A co-production between South Korea, China, Hong Kong and the United States, it is the fourth remake of the now-lost 1966 Lee Man-hee melodrama classic of the same title.

==Plot==
Anna (Tang Wei), an immigrant from China, has been in prison for seven years for the manslaughter of her husband (John Woo), who was jealous over her re-meeting her former boyfriend Wang Jing (Jun-seong Kim). Hearing that her mother has died and her brother John has arranged her bail, Anna is given 72 hours parole to visit her family in Seattle. On the coach she meets a young Korean man, Hoon (Hyun Bin), who borrows towards a ticket, and he gives her his watch as security, promising to pay her back later. Unknown to Anna, Hoon is a gigolo on the run from powerful businessman Steve (James C. Burns), who wants to kill him for having an affair with his Korean wife, Ok-ja (Jeong So-ra). Hoon meets Anna again in Seattle, and the pair spend time together. The next day he turns up at her mother's funeral, and gets into a fight with Wang at a restaurant afterwards.
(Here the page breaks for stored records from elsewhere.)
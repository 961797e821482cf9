//! Reservoir-sampling histograms and a lock-free registry of named metrics.
//!
//! A [`Histogram`] forwards every accepted observation into a [`Reservoir`]
//! and counts it. A [`Snapshot`] taken from the histogram answers mean,
//! standard deviation, min, max and percentile queries over the values the
//! reservoir retained. The [`Registry`] binds names to metrics, publishing at
//! most one instance per name even when threads race to create it.
//!
//! ```
//! use reservoir_metrics::{Histogram, Registry};
//!
//! let registry = Registry::new();
//! let latency = registry
//!     .histogram_with("latency", || Histogram::uniform(5))
//!     .unwrap();
//!
//! for v in &[10., 20., 30., 40., 50.] {
//!     latency.update(*v).unwrap();
//! }
//!
//! let snapshot = latency.snapshot();
//! assert_eq!(latency.count(), 5);
//! assert_eq!(snapshot.percentile(0.5), Ok(30.));
//! ```

pub use decaying::{
    DecayConfig, ExponentiallyDecayingReservoir, DEFAULT_ALPHA, DEFAULT_RESCALE_INTERVAL,
};
pub use error::{Error, Result};
pub use histo::Histogram;
pub use metric::{Counter, Metric};
pub use registry::{new_shared_registry, Registry, SharedRegistry};
pub use reservoir::{Reservoir, DEFAULT_SIZE};
pub use sliding::SlidingWindowReservoir;
pub use snapshot::Snapshot;
pub use uniform::UniformReservoir;

mod decaying;
mod error;
mod histo;
mod metric;
mod registry;
mod reservoir;
mod sliding;
mod snapshot;
mod uniform;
When Anna boards the bus to return to prison the following day, Hoon initially says goodbye, but he later joins her on the bus ride. When the bus stops at a rest point, Steve and his henchmen catch up on Hoon. Steve tells Hoon that Ok-ja is dead, and the police are on the way to find Hoon, implying that Steve has killed Ok-ja and intends to frame Hoon for her murder. Shocked about the news, Hoon goes to find Anna, and they exchange a passionate kiss. Hoon then promises that he will be waiting for Anna at the rest point when she gets out of prison. In the next scene, Anna wakes up in the bus, which is still at the rest point, but Hoon is nowhere to be found. As the bus readies to leave, Anna frantically searches for Hoon, while a police car arrives in the background. Two years later, Anna is set free and leaves prison. She comes to the rest point, and waits for Hoon in silence.

==Cast==
- Hyun Bin as Hoon
- Tang Wei as Anna
- Jun-seong Kim as Wang Jing
- James C. Burns as Steve
- Jeong So-ra as Ok-ja
- John Woo as Anna's husband
- Danni Lang as Jiang Huang, Wang Jing's wife
- Katarina Choi as Isabel

==Release==
The film premiered at the 2010 Toronto International Film Festival. It also screened at the 15th Busan International Film Festival, the 61st Berlin International Film Festival, and the Fribourg International Film Festival. The film was released in Korean theaters on February 17, 2011 and took in the box office.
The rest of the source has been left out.